Deduplication

An interesting use-case for simsity is to use it as a tool that explores deduplication.

Example

Let's consider the voters dataset.

from simsity.datasets import fetch_voters

df = fetch_voters()

name	suburb	postcode
khimerc thomas	charlotte	2826g
lucille richardst	kannapolis	28o81
reb3cca bauerboand	raleigh	27615
maleda mccloud	goldsboro	2753o
belida stovall	morrisvill	27560

This dataset contains information about "voters" and the concern is that some of these rows may represent the same person. The persons name might occur in different spellings and the postcodes may contain typos, but they could still refer to the same person. In other words; there may be duplicates in this dataframe that we cannot remove with .drop_duplicates(). So how might we go about finding these?

Similarity Service!

Let's build a similarity service, but now we'll use encoders from the dirty_cat package. These encoders are designed to handle dirty categorical data, which would be perfect for our use-case here.
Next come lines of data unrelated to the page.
//! Error types for RelModel.
//!
//! Configuration, usage, transport and transaction faults are surfaced as
//! [`Error`]. Data faults (a value failing coercion or a required check) are
//! never raised here; they accumulate in a [`ValidationLog`](crate::ValidationLog).

use crate::dialect::Dialect;
use thiserror::Error as ThisError;

/// The primary error type for all RelModel operations.
#[derive(Debug, ThisError)]
pub enum Error {
    /// Malformed configuration or override document, or an inconsistent model.
    #[error("configuration error: {0}")]
    Config(String),

    /// An entity name that does not exist in the model.
    #[error("unknown entity '{0}'")]
    UnknownEntity(String),

    /// A field reference that does not resolve against the model.
    #[error("unknown field '{field}' in entity '{entity}'")]
    UnknownField { entity: String, field: String },

    /// A relation id that does not exist for the entity.
    #[error("unknown relation '{relation}' in entity '{entity}'")]
    UnknownRelation { entity: String, relation: String },

    /// A statement references a parameter with no bound value.
    #[error("missing value for parameter '{0}'")]
    MissingParameter(String),

    /// A value store field was read before being set.
    #[error("value for field '{field}' of entity '{entity}' is undefined")]
    UndefinedValue { entity: String, field: String },

    /// Any other caller bug (e.g. committing without a transaction).
    #[error("usage error: {0}")]
    Usage(String),

    /// Failure reported by the underlying database driver.
    #[error("{dialect} transport error{}: {message}", entity_suffix(.entity))]
    Transport {
        dialect: Dialect,
        entity: Option<String>,
        message: String,
    },

    /// A batch failed and was rolled back.
    #[error("transaction rolled back after statement {statement}: {source}")]
    Transaction {
        statement: usize,
        #[source]
        source: Box<Error>,
    },

    #[error("I/O error: {0}")]
    Io(#[from] std::io::Error),

    #[error("JSON error: {0}")]
    Json(#[from] serde_json::Error),
}

fn entity_suffix(entity: &Option<String>) -> String {
    entity
        .as_deref()
        .map(|e| format!(" on '{e}'"))
        .unwrap_or_default()
}

impl Error {
    /// Build a configuration error.
    pub fn config(msg: impl Into<String>) -> Self {
        Self::Config(msg.into())
    }

    /// Build a usage error.
    pub fn usage(msg: impl Into<String>) -> Self {
        Self::Usage(msg.into())
    }

    /// Build a transport error without entity context.
    pub fn transport(dialect: Dialect, message: impl Into<String>) -> Self {
        Self::Transport {
            dialect,
            entity: None,
            message: message.into(),
        }
    }

    /// Build an unknown-field error.
    pub fn unknown_field(entity: impl Into<String>, field: impl Into<String>) -> Self {
        Self::UnknownField {
            entity: entity.into(),
            field: field.into(),
        }
    }

    /// Attach an entity name to a transport error that has none.
    pub fn with_entity(self, name: &str) -> Self {
        match self {
            Self::Transport {
                dialect,
                entity: None,
                message,
            } => Self::Transport {
                dialect,
                entity: Some(name.to_string()),
                message,
            },
            other => other,
        }
    }

    /// Caller bugs: undefined fields, parameters or values.
    pub fn is_usage(&self) -> bool {
        matches!(
            self,
            Self::UnknownEntity(_)
                | Self::UnknownField { .. }
                | Self::UnknownRelation { .. }
                | Self::MissingParameter(_)
                | Self::UndefinedValue { .. }
                | Self::Usage(_)
        )
    }

    /// Driver failures, including the cause of a rolled back batch.
    pub fn is_transport(&self) -> bool {
        match self {
            Self::Transport { .. } => true,
            Self::Transaction { source, .. } => source.is_transport(),
            _ => false,
        }
    }
}

/// Result type alias for RelModel operations.
pub type Result<T> = std::result::Result<T, Error>;
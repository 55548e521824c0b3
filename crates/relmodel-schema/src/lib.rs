//! Schema introspection and the entity model for RelModel.
//!
//! This crate turns raw schema metadata into an immutable [`Model`]:
//!
//! - **Readers** ([`SchemaReader`]) list tables, columns and unique
//!   constraints, either from `INFORMATION_SCHEMA` or from memory.
//! - **Aliases** ([`AliasPool`]) give every table, foreign-key field and join
//!   a short unique name.
//! - **Identity inference** ([`define_id`]) picks the fields that identify a
//!   row when there is no single-column key.
//! - **Overrides** ([`EntityOverride`], [`FieldOverride`]) adjust field sets,
//!   keys, checks and resets from JSON documents.
//! - **Relations** map foreign-key paths to join aliases, nested through
//!   parent ids.
//!
//! The model can be written to and reloaded from a JSON snapshot.

pub mod alias;
pub mod builder;
pub mod column;
pub mod entity;
pub mod field;
pub mod model;
pub mod overrides;
pub mod reader;

pub use alias::{AliasPool, get_alias};
pub use builder::ModelBuilder;
pub use column::{Column, Table, TableSchema};
pub use entity::{Entity, Relation, RelationNode, define_id};
pub use field::{CheckKind, Checks, Field, ResetKind, Resets};
pub use model::Model;
pub use overrides::{EntityOverride, EntityOverrides, FieldOverride, FieldOverrides};
pub use reader::{
    InformationSchemaReader, MemorySchemaReader, MySqlSchemaReader, SchemaReader,
    SqlServerSchemaReader,
};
from simsity.service import Service
from simsity.indexer import AnnoyIndexer
from dirty_cat import GapEncoder

# Set up
indexer = AnnoyIndexer(n_trees=50)
encoder = GapEncoder().fit(df)
service = Service(indexer=indexer, encoder=encoder)

# Index
service.index(df)

Query

If we now want to construct a query, we will need to send a pandas row. The encoder assumes pandas, so we need to make sure our query is compatible.

# Query as a dictionary
dict_in = dict(name="khimerc thmas", suburb="chariotte", postcode="28273")
# Single row from dataframe
q_in = pd.DataFrame([dict_in]).iloc[0]

idx, dists = service.query(q_in, n_neighbors=10)
df.iloc[idx].assign(dist=dists)

This is the dataframe that we get out.

name	suburb	postcode	dist
chimerc thmas	chaflotte	28269	3.14833
chimerc thomas	charlotte	28269	3.95177
khimerc thomas	charlotte	2826g	3.98925
angelique deas	charlotte	28278	4.76251
barbara dambrosio	charlotte	28277	5.46748
kendel beachum	charlotte	28226	5.6414
mariq simpsony	charlotte	28269	6.76645
herber oxendine	charlotte	28247	8.22691
steven twamley	chapel hill	27514	8.97374
herbert oxendin	chsrlotte	28277	9.53476

It certainly seems like we have some duplicates in here! So we may be able to use retreival/embedding tricks for that use-case.

It deserves mentioning, once again, that the quality of our retreival depends a lot on our choice of index and encoding. But experimenting with this is exactly what this library makes easy.